*** Block opens ***

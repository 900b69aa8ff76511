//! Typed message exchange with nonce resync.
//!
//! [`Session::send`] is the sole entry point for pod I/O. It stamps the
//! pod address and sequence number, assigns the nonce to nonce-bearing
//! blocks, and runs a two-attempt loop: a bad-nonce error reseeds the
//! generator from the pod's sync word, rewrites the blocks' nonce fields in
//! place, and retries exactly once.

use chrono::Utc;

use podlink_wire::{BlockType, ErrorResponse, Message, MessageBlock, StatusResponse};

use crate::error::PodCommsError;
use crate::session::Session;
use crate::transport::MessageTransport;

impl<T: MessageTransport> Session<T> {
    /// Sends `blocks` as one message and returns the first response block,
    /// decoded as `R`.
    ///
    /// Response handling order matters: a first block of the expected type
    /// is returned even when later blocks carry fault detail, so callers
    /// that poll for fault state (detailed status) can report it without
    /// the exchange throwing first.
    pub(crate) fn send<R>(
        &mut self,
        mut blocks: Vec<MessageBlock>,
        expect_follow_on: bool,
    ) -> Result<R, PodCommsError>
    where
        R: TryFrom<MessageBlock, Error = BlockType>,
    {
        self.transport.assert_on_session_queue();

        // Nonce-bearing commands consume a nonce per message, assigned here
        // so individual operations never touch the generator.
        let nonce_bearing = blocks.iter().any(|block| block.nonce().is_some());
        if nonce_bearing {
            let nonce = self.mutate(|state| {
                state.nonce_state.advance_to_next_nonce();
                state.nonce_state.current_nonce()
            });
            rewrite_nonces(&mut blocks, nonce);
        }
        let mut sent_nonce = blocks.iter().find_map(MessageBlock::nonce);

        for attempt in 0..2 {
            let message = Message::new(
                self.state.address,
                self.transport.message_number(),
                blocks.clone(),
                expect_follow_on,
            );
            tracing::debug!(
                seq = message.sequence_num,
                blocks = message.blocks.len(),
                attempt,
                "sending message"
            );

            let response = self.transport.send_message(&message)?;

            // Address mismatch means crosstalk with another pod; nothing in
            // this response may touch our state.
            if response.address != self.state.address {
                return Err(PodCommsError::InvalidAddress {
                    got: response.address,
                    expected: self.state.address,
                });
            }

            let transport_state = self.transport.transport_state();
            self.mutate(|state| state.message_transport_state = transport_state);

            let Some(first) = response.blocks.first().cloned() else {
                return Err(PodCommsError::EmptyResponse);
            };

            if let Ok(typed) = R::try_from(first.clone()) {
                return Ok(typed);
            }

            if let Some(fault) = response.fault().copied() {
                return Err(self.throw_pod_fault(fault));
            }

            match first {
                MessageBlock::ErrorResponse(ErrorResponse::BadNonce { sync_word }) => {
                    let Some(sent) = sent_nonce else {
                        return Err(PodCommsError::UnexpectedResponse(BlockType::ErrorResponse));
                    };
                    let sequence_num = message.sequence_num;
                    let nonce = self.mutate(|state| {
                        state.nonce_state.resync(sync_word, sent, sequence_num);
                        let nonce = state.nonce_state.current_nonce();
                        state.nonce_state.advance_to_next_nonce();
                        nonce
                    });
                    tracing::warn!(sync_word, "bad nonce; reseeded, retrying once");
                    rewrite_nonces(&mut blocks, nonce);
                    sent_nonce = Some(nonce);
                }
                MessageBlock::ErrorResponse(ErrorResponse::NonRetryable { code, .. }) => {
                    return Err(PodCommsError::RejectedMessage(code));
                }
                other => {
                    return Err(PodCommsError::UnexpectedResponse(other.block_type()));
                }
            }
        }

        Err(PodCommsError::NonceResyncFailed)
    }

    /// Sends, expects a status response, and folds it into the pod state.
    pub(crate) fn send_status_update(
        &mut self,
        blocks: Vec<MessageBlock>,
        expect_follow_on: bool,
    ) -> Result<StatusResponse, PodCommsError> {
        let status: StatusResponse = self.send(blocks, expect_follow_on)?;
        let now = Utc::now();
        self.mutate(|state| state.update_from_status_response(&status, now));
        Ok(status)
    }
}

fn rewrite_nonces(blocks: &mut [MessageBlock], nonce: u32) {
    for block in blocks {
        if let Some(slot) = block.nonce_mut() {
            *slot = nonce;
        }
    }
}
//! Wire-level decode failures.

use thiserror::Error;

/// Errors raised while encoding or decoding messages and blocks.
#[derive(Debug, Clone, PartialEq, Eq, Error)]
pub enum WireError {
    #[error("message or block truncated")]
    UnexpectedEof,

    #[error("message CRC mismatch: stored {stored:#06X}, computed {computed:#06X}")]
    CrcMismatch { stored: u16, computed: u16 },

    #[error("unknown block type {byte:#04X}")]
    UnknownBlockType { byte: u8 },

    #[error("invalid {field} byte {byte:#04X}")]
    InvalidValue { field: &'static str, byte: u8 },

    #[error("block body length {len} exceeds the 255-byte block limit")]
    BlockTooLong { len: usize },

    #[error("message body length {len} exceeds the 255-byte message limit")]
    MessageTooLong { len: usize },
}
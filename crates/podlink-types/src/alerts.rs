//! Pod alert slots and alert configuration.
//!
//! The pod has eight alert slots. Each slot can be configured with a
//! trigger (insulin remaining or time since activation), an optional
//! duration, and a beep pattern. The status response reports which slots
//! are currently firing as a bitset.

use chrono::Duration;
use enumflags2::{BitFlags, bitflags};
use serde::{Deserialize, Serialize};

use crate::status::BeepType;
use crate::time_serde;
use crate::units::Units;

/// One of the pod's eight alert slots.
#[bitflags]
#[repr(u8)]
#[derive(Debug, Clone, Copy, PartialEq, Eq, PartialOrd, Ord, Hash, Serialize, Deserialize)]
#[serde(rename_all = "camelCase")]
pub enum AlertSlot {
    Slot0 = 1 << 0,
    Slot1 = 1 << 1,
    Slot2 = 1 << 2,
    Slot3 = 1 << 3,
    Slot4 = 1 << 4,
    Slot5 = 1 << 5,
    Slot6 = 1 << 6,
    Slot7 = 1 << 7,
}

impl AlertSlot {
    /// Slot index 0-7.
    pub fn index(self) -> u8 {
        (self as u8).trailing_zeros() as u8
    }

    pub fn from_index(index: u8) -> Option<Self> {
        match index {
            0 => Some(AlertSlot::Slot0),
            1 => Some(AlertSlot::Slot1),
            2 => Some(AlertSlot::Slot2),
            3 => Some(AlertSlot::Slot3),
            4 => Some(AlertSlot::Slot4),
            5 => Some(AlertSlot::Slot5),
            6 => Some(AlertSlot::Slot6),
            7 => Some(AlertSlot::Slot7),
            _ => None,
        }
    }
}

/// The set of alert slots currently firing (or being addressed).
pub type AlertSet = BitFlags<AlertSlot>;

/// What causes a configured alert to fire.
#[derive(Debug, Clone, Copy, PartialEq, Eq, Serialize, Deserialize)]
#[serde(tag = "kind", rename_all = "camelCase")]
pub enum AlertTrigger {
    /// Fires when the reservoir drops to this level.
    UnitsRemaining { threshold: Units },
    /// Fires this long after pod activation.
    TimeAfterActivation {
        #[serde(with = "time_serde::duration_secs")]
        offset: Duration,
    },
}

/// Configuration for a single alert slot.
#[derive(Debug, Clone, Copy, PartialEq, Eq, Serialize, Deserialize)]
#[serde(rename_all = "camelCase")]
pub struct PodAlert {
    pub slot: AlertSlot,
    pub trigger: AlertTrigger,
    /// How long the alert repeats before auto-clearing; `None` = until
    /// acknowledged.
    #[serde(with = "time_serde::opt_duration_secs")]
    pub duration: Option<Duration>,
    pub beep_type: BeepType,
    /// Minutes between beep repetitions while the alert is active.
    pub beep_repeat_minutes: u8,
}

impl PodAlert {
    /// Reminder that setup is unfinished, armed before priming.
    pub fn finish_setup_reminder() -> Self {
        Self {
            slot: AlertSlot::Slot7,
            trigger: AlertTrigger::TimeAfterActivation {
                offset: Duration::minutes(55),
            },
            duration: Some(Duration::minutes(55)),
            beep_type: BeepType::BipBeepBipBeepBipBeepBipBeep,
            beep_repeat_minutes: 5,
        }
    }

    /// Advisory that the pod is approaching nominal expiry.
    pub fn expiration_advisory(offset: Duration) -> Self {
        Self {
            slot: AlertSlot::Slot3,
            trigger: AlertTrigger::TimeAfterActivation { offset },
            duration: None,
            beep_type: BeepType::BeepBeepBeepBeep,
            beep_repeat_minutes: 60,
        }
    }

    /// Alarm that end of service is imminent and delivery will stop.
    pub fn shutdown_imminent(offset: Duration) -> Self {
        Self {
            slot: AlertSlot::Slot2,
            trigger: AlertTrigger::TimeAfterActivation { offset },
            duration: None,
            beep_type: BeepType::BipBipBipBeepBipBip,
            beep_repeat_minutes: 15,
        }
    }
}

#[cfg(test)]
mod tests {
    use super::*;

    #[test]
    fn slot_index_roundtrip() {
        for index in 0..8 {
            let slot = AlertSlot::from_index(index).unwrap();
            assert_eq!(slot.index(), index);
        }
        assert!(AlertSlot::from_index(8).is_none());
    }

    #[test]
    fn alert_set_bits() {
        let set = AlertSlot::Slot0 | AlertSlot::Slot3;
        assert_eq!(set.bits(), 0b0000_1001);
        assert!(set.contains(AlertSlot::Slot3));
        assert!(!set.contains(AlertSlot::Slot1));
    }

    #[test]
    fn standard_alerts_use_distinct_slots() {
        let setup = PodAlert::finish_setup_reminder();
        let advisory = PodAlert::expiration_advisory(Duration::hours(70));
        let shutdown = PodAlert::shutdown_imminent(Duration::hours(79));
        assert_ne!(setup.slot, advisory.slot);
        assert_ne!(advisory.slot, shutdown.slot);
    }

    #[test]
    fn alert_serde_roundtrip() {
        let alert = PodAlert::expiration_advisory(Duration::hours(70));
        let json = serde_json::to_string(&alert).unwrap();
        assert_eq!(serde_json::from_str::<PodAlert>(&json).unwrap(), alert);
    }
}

*** Block closes ***

**Activity:**
Working from the records above, write out verbatim only the lines from the line containing "report it without" through the line containing "let transport_state = self.transport.transport_state();".

**Reply to the task:**
    /// that poll for fault state (detailed status) can report it without
    /// the exchange throwing first.
    pub(crate) fn send<R>(
        &mut self,
        mut blocks: Vec<MessageBlock>,
        expect_follow_on: bool,
    ) -> Result<R, PodCommsError>
    where
        R: TryFrom<MessageBlock, Error = BlockType>,
    {
        self.transport.assert_on_session_queue();

        // Nonce-bearing commands consume a nonce per message, assigned here
        // so individual operations never touch the generator.
        let nonce_bearing = blocks.iter().any(|block| block.nonce().is_some());
        if nonce_bearing {
            let nonce = self.mutate(|state| {
                state.nonce_state.advance_to_next_nonce();
                state.nonce_state.current_nonce()
            });
            rewrite_nonces(&mut blocks, nonce);
        }
        let mut sent_nonce = blocks.iter().find_map(MessageBlock::nonce);

        for attempt in 0..2 {
            let message = Message::new(
                self.state.address,
                self.transport.message_number(),
                blocks.clone(),
                expect_follow_on,
            );
            tracing::debug!(
                seq = message.sequence_num,
                blocks = message.blocks.len(),
                attempt,
                "sending message"
            );

            let response = self.transport.send_message(&message)?;

            // Address mismatch means crosstalk with another pod; nothing in
            // this response may touch our state.
            if response.address != self.state.address {
                return Err(PodCommsError::InvalidAddress {
                    got: response.address,
                    expected: self.state.address,
                });
            }

            let transport_state = self.transport.transport_state();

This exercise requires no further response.